EXERCISE
Find every line in the records below that contains the word "configure", and copy each such line.

____________

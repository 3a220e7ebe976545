//! Score/lives/level readout and full-screen overlays
//!
//! The HUD only reads a [`HudInfo`] snapshot; it never touches the
//! simulation.

use glam::Vec2;
use serde::{Deserialize, Serialize};

use crate::renderer::{DrawSurface, TextAlign, TextStyle};
use crate::sim::{GamePhase, GameState, Rect};
use crate::{Rgba, rgb};

pub const HUD_TEXT_COLOR: Rgba = rgb(0xf5f8ff);
/// Dimming layer behind overlay text
pub const OVERLAY_DIM: Rgba = [0.0, 0.0, 0.0, 0.55];

const HUD_FONT_SIZE: f32 = 20.0;
const TITLE_FONT_SIZE: f32 = 48.0;
const SUBTITLE_FONT_SIZE: f32 = 22.0;

/// Snapshot of what the HUD displays
#[derive(Debug, Clone, Copy, PartialEq, Serialize, Deserialize)]
pub struct HudInfo {
    pub score: u64,
    pub lives: u32,
    pub level: u32,
    pub phase: GamePhase,
    pub paused: bool,
    pub width: f32,
    pub height: f32,
}

impl HudInfo {
    /// Everything the HUD needs from one frame of the game
    pub fn from_state(state: &GameState) -> Self {
        let canvas = state.canvas_size();
        Self {
            score: state.score(),
            lives: state.lives(),
            level: state.level(),
            phase: state.phase(),
            paused: state.is_paused(),
            width: canvas.x,
            height: canvas.y,
        }
    }
}

/// Centered title card
#[derive(Debug, Clone, Copy, PartialEq, Eq)]
pub struct Overlay {
    pub title: &'static str,
    pub subtitle: &'static str,
}

impl Overlay {
    /// Which card (if any) covers the playfield
    pub fn for_hud(info: &HudInfo) -> Option<Self> {
        let (title, subtitle) = match info.phase {
            GamePhase::Start => ("SPACE INVADERS", "Press Enter to Start"),
            GamePhase::Playing if info.paused => ("Paused", "Press P to Resume"),
            GamePhase::Playing => return None,
            GamePhase::GameOver => ("Game Over", "Press Enter to Restart"),
            GamePhase::Win => ("You Win", "Press Enter for Next Level"),
        };
        Some(Self { title, subtitle })
    }
}

/// Formatted HUD strings (shared by the canvas HUD and the DOM HUD)
#[derive(Debug, Clone, PartialEq, Eq)]
pub struct HudText {
    pub score: String,
    pub lives: String,
    pub level: String,
    pub overlay: Option<Overlay>,
}

impl HudText {
    pub fn new(info: &HudInfo) -> Self {
        Self {
            score: format!("Score: {}", info.score),
            lives: format!("Lives: {}", info.lives),
            level: format!("Level: {}", info.level),
            overlay: Overlay::for_hud(info),
        }
    }
}

/// Draw the readout and, when needed, a dimmed title card
pub fn draw_hud(surface: &mut dyn DrawSurface, info: &HudInfo) {
    let text = HudText::new(info);
    let label = TextStyle {
        size: HUD_FONT_SIZE,
        bold: false,
        align: TextAlign::Left,
        color: HUD_TEXT_COLOR,
    };

    surface.fill_text(&text.score, Vec2::new(18.0, 30.0), label);
    surface.fill_text(&text.lives, Vec2::new(18.0, 56.0), label);
    surface.fill_text(&text.level, Vec2::new(info.width - 110.0, 30.0), label);

    if let Some(overlay) = text.overlay {
        draw_overlay(surface, info.width, info.height, &overlay);
    }
}

fn draw_overlay(surface: &mut dyn DrawSurface, width: f32, height: f32, overlay: &Overlay) {
    surface.fill_rect(Rect::new(0.0, 0.0, width, height), OVERLAY_DIM);

    let center = Vec2::new(width / 2.0, height / 2.0);
    surface.fill_text(
        overlay.title,
        center - Vec2::new(0.0, 24.0),
        TextStyle {
            size: TITLE_FONT_SIZE,
            bold: true,
            align: TextAlign::Center,
            color: HUD_TEXT_COLOR,
        },
    );
    surface.fill_text(
        overlay.subtitle,
        center + Vec2::new(0.0, 24.0),
        TextStyle {
            size: SUBTITLE_FONT_SIZE,
            bold: false,
            align: TextAlign::Center,
            color: HUD_TEXT_COLOR,
        },
    );
}
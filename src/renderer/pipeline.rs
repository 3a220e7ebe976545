//! WebGPU render pipeline setup

use wgpu::util::DeviceExt;

use super::shapes::QuadBatch;
use super::vertex::{Vertex, colors};
use crate::error::{InvadersError, Result};

/// Main render state
pub struct RenderState {
    pub surface: wgpu::Surface<'static>,
    pub device: wgpu::Device,
    pub queue: wgpu::Queue,
    pub config: wgpu::SurfaceConfiguration,
    pub pipeline: wgpu::RenderPipeline,
    pub vertex_buffer: wgpu::Buffer,
    pub vertex_count: u32,
    /// Viewport size in pixels
    pub size: (u32, u32),
    /// Logical canvas size the scene is drawn in
    pub canvas: (f32, f32),
}

impl RenderState {
    pub async fn new(
        surface: wgpu::Surface<'static>,
        adapter: &wgpu::Adapter,
        width: u32,
        height: u32,
        canvas: (f32, f32),
    ) -> Result<Self> {
        let (device, queue) = adapter
            .request_device(&wgpu::DeviceDescriptor {
                label: Some("pixel-invaders-device"),
                required_features: wgpu::Features::empty(),
                required_limits: wgpu::Limits::downlevel_webgl2_defaults(),
                memory_hints: Default::default(),
                trace: Default::default(),
                experimental_features: Default::default(),
            })
            .await
            .map_err(|e| InvadersError::DeviceRequest(e.to_string()))?;

        let surface_caps = surface.get_capabilities(adapter);
        // Palette colors are already sRGB-encoded hex values
        let surface_format = surface_caps
            .formats
            .iter()
            .find(|f| !f.is_srgb())
            .or_else(|| surface_caps.formats.first())
            .copied()
            .ok_or_else(|| InvadersError::SurfaceUnavailable("no surface formats".into()))?;
        let alpha_mode = surface_caps
            .alpha_modes
            .first()
            .copied()
            .unwrap_or(wgpu::CompositeAlphaMode::Auto);

        log::info!("Using surface format: {:?}", surface_format);

        let config = wgpu::SurfaceConfiguration {
            usage: wgpu::TextureUsages::RENDER_ATTACHMENT,
            format: surface_format,
            width,
            height,
            present_mode: wgpu::PresentMode::AutoVsync,
            alpha_mode,
            view_formats: vec![],
            desired_maximum_frame_latency: 2,
        };
        surface.configure(&device, &config);

        let shader = device.create_shader_module(wgpu::ShaderModuleDescriptor {
            label: Some("quad_shader"),
            source: wgpu::ShaderSource::Wgsl(include_str!("shader.wgsl").into()),
        });

        let pipeline_layout = device.create_pipeline_layout(&wgpu::PipelineLayoutDescriptor {
            label: Some("pipeline_layout"),
            bind_group_layouts: &[],
            immediate_size: 0,
        });

        let pipeline = device.create_render_pipeline(&wgpu::RenderPipelineDescriptor {
            label: Some("render_pipeline"),
            layout: Some(&pipeline_layout),
            vertex: wgpu::VertexState {
                module: &shader,
                entry_point: Some("vs_main"),
                buffers: &[Vertex::desc()],
                compilation_options: Default::default(),
            },
            fragment: Some(wgpu::FragmentState {
                module: &shader,
                entry_point: Some("fs_main"),
                targets: &[Some(wgpu::ColorTargetState {
                    format: config.format,
                    blend: Some(wgpu::BlendState::ALPHA_BLENDING),
                    write_mask: wgpu::ColorWrites::ALL,
                })],
                compilation_options: Default::default(),
            }),
            primitive: wgpu::PrimitiveState {
                topology: wgpu::PrimitiveTopology::TriangleList,
                strip_index_format: None,
                front_face: wgpu::FrontFace::Ccw,
                cull_mode: None,
                polygon_mode: wgpu::PolygonMode::Fill,
                unclipped_depth: false,
                conservative: false,
            },
            depth_stencil: None,
            multisample: wgpu::MultisampleState::default(),
            multiview_mask: None,
            cache: None,
        });

        // Placeholder until the first frame uploads real geometry
        let vertex_buffer = device.create_buffer_init(&wgpu::util::BufferInitDescriptor {
            label: Some("vertex_buffer"),
            contents: bytemuck::cast_slice(&[Vertex::new(0.0, 0.0, [1.0; 4])]),
            usage: wgpu::BufferUsages::VERTEX | wgpu::BufferUsages::COPY_DST,
        });

        Ok(Self {
            surface,
            device,
            queue,
            config,
            pipeline,
            vertex_buffer,
            vertex_count: 0,
            size: (width, height),
            canvas,
        })
    }

    pub fn resize(&mut self, new_width: u32, new_height: u32) {
        if new_width > 0 && new_height > 0 {
            self.size = (new_width, new_height);
            self.config.width = new_width;
            self.config.height = new_height;
            self.surface.configure(&self.device, &self.config);
        }
    }

    /// Upload a frame's quads and render
    pub fn render(&mut self, batch: &QuadBatch) -> std::result::Result<(), wgpu::SurfaceError> {
        let ndc_vertices: Vec<Vertex> = batch
            .vertices()
            .iter()
            .map(|v| {
                let (x, y) = canvas_to_ndc(self.canvas, v.position[0], v.position[1]);
                Vertex::new(x, y, v.color)
            })
            .collect();

        self.vertex_count = ndc_vertices.len() as u32;
        if !ndc_vertices.is_empty() {
            self.vertex_buffer = self
                .device
                .create_buffer_init(&wgpu::util::BufferInitDescriptor {
                    label: Some("vertex_buffer"),
                    contents: bytemuck::cast_slice(&ndc_vertices),
                    usage: wgpu::BufferUsages::VERTEX,
                });
        }

        let output = self.surface.get_current_texture()?;
        let view = output
            .texture
            .create_view(&wgpu::TextureViewDescriptor::default());

        let mut encoder = self
            .device
            .create_command_encoder(&wgpu::CommandEncoderDescriptor {
                label: Some("render_encoder"),
            });

        let [r, g, b, a] = batch.clear_color().unwrap_or(colors::BACKGROUND);
        {
            let mut render_pass = encoder.begin_render_pass(&wgpu::RenderPassDescriptor {
                label: Some("render_pass"),
                color_attachments: &[Some(wgpu::RenderPassColorAttachment {
                    view: &view,
                    resolve_target: None,
                    ops: wgpu::Operations {
                        load: wgpu::LoadOp::Clear(wgpu::Color {
                            r: r as f64,
                            g: g as f64,
                            b: b as f64,
                            a: a as f64,
                        }),
                        store: wgpu::StoreOp::Store,
                    },
                    depth_slice: None,
                })],
                depth_stencil_attachment: None,
                timestamp_writes: None,
                occlusion_query_set: None,
                multiview_mask: None,
            });

            if self.vertex_count > 0 {
                render_pass.set_pipeline(&self.pipeline);
                render_pass.set_vertex_buffer(0, self.vertex_buffer.slice(..));
                render_pass.draw(0..self.vertex_count, 0..1);
            }
        }

        self.queue.submit(std::iter::once(encoder.finish()));
        output.present();

        Ok(())
    }
}

/// Map canvas pixels (origin top-left, y down) to NDC (-1..1, y up)
pub fn canvas_to_ndc(canvas: (f32, f32), x: f32, y: f32) -> (f32, f32) {
    let (w, h) = canvas;
    (x / w * 2.0 - 1.0, 1.0 - y / h * 2.0)
}
//! Heads-up display

pub mod hud;

pub use hud::{HudInfo, HudText, Overlay, draw_hud};
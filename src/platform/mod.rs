//! Platform abstraction layer
//!
//! Browser-agnostic pieces of the frame driver:
//! - Frame timing from animation-frame timestamps
//! - Keyboard mapping onto game actions
//! - Auto-pause when the page loses visibility/focus

pub mod clock;
pub mod input;

pub use clock::FrameClock;
pub use input::{Action, KeyEvent, apply_key, auto_pause, key_action};
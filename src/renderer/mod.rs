//! Rendering module
//!
//! The scene is expressed as rectangles and text on a [`DrawSurface`];
//! [`QuadBatch`] turns it into triangles for the WebGPU [`RenderState`].

pub mod pipeline;
pub mod scene;
pub mod shapes;
pub mod sprites;
pub mod vertex;

pub use pipeline::RenderState;
pub use scene::draw_scene;
pub use shapes::{DrawSurface, QuadBatch, TextAlign, TextLabel, TextStyle};
pub use vertex::Vertex;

____________

RESPONSE BOX
        surface.configure(&device, &config);
            self.surface.configure(&self.device, &self.config);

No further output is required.